Work item =
Go through the listing and copy each line that has the string "fails" in it.

Task input =
*** Begin section ***
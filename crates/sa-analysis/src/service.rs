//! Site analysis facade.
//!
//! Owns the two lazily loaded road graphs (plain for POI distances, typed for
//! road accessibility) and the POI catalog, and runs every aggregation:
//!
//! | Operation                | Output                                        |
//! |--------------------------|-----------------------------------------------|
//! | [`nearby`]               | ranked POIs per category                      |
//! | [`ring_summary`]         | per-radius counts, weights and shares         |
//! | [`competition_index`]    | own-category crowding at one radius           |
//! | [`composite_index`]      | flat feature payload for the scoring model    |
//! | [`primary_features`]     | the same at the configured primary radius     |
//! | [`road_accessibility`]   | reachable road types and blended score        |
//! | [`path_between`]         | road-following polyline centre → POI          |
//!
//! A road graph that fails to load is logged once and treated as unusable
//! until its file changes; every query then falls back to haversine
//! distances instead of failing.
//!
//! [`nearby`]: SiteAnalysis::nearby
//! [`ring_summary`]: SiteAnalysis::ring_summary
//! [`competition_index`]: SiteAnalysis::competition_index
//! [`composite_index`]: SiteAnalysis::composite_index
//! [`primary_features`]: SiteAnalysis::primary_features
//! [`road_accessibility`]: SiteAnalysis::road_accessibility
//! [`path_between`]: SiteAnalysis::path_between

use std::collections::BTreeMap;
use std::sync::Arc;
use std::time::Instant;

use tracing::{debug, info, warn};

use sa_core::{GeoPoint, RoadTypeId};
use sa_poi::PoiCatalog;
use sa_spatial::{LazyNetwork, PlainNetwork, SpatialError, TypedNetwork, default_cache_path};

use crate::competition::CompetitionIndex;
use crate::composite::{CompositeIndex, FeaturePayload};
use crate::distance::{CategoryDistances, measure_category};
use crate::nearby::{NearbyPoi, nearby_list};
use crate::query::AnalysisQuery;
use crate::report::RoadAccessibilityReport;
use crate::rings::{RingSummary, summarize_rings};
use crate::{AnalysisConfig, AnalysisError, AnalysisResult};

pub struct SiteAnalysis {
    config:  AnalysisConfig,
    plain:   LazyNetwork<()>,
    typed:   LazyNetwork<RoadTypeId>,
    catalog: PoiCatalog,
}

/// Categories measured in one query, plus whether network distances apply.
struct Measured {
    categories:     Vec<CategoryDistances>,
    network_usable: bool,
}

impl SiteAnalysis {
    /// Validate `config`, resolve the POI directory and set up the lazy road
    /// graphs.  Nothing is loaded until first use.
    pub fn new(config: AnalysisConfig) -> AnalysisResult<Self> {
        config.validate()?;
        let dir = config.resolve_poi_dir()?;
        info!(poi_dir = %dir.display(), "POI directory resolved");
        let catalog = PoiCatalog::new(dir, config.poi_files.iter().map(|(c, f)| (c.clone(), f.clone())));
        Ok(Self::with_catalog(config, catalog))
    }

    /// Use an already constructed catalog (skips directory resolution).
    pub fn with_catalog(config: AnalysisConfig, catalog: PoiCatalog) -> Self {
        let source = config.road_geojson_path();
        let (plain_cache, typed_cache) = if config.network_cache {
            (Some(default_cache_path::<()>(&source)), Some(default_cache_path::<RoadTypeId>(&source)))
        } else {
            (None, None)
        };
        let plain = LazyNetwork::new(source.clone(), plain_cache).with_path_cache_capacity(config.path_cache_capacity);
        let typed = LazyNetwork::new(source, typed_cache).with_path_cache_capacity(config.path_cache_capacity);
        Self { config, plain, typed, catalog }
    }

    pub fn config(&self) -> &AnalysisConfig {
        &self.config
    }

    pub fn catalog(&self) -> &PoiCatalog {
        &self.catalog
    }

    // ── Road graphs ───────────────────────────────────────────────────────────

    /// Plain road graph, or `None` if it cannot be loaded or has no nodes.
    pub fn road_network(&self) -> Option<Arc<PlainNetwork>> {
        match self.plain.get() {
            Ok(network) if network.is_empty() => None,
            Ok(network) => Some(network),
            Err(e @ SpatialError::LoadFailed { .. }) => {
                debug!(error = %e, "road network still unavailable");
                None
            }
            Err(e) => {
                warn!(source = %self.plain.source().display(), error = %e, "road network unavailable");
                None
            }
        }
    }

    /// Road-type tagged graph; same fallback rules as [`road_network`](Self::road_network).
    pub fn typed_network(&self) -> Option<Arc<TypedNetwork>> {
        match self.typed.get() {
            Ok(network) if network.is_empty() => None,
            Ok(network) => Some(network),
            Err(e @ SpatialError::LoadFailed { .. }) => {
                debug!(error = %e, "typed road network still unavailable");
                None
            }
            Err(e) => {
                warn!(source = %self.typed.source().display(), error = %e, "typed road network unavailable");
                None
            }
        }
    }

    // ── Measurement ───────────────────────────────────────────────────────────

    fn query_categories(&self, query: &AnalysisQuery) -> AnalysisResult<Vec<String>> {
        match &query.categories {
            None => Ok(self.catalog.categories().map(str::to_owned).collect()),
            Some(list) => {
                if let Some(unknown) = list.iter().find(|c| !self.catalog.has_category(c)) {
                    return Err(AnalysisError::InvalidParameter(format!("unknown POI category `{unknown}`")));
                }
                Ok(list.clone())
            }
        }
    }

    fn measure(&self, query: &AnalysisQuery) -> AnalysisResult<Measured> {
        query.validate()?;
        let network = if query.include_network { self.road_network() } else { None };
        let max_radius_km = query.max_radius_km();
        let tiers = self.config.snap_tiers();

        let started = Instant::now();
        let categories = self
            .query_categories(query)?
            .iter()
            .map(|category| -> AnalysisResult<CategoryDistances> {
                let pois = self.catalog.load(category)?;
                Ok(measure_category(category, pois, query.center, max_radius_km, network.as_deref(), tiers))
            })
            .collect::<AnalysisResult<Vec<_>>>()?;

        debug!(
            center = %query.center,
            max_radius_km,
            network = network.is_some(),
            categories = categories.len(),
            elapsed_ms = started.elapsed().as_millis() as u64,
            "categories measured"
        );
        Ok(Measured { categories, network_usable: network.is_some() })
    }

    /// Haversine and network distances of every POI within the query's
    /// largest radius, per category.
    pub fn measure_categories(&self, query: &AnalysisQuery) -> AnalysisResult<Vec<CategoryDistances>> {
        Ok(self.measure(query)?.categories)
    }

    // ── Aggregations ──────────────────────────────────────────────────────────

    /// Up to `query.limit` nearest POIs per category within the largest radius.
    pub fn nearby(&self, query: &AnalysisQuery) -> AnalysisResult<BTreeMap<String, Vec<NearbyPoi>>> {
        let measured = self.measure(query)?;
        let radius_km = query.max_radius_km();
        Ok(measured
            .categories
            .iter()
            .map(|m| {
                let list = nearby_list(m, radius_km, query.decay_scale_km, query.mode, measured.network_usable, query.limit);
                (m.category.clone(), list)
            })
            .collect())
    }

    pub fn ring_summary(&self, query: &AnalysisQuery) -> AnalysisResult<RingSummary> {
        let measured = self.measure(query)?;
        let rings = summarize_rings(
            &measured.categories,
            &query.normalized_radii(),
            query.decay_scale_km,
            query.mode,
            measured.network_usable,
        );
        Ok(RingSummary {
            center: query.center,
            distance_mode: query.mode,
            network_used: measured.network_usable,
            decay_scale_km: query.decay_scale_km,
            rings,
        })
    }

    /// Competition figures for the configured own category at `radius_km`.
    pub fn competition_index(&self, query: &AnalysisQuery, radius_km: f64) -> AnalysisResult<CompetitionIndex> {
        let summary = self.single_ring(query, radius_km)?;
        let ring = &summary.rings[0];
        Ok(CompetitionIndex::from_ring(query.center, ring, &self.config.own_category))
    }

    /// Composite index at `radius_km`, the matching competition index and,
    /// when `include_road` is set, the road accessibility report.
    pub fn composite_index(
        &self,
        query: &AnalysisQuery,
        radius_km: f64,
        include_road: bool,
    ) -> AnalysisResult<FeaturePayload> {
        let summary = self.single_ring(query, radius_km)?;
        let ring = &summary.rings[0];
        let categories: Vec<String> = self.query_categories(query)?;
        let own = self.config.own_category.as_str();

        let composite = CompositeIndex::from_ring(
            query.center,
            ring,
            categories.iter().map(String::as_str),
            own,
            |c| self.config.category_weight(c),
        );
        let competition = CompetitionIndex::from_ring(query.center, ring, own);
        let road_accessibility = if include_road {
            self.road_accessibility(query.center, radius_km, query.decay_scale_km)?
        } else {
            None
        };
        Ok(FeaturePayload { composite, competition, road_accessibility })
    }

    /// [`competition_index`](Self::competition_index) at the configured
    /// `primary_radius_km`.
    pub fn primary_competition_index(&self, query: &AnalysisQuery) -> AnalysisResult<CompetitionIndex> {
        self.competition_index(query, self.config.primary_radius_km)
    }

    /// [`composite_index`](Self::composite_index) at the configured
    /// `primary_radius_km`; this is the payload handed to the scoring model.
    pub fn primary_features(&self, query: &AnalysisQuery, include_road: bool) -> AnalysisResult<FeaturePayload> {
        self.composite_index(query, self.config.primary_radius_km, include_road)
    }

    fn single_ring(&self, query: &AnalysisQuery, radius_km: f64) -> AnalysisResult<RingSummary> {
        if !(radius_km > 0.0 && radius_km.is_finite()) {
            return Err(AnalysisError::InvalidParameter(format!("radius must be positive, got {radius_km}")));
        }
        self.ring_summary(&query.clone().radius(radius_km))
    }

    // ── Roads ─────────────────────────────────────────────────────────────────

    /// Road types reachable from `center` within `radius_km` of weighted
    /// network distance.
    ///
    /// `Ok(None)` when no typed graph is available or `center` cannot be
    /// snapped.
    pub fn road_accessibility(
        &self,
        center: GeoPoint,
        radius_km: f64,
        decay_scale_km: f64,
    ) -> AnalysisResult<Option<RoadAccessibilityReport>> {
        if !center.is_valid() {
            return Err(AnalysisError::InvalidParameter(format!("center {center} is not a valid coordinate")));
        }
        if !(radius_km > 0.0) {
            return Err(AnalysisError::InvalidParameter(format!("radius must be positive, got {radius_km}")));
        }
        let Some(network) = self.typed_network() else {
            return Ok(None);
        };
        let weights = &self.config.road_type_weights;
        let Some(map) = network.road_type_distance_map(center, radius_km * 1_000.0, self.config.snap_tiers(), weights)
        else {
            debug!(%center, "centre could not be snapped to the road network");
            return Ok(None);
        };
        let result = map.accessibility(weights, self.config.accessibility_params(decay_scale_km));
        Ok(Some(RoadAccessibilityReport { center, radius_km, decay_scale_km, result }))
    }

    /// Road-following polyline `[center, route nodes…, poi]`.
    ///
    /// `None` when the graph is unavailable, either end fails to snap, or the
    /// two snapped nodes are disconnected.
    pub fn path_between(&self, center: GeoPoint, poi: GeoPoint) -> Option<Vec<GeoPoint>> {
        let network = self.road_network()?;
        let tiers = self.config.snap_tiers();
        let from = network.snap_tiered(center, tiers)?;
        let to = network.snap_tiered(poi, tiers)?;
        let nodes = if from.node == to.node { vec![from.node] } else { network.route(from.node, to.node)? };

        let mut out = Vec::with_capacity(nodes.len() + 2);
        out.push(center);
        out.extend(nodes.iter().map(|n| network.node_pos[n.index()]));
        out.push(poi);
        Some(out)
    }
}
*** End section ***
Answer box =
//! A road graph that fails to load is logged once and treated as unusable
    /// `None` when the graph is unavailable, either end fails to snap, or the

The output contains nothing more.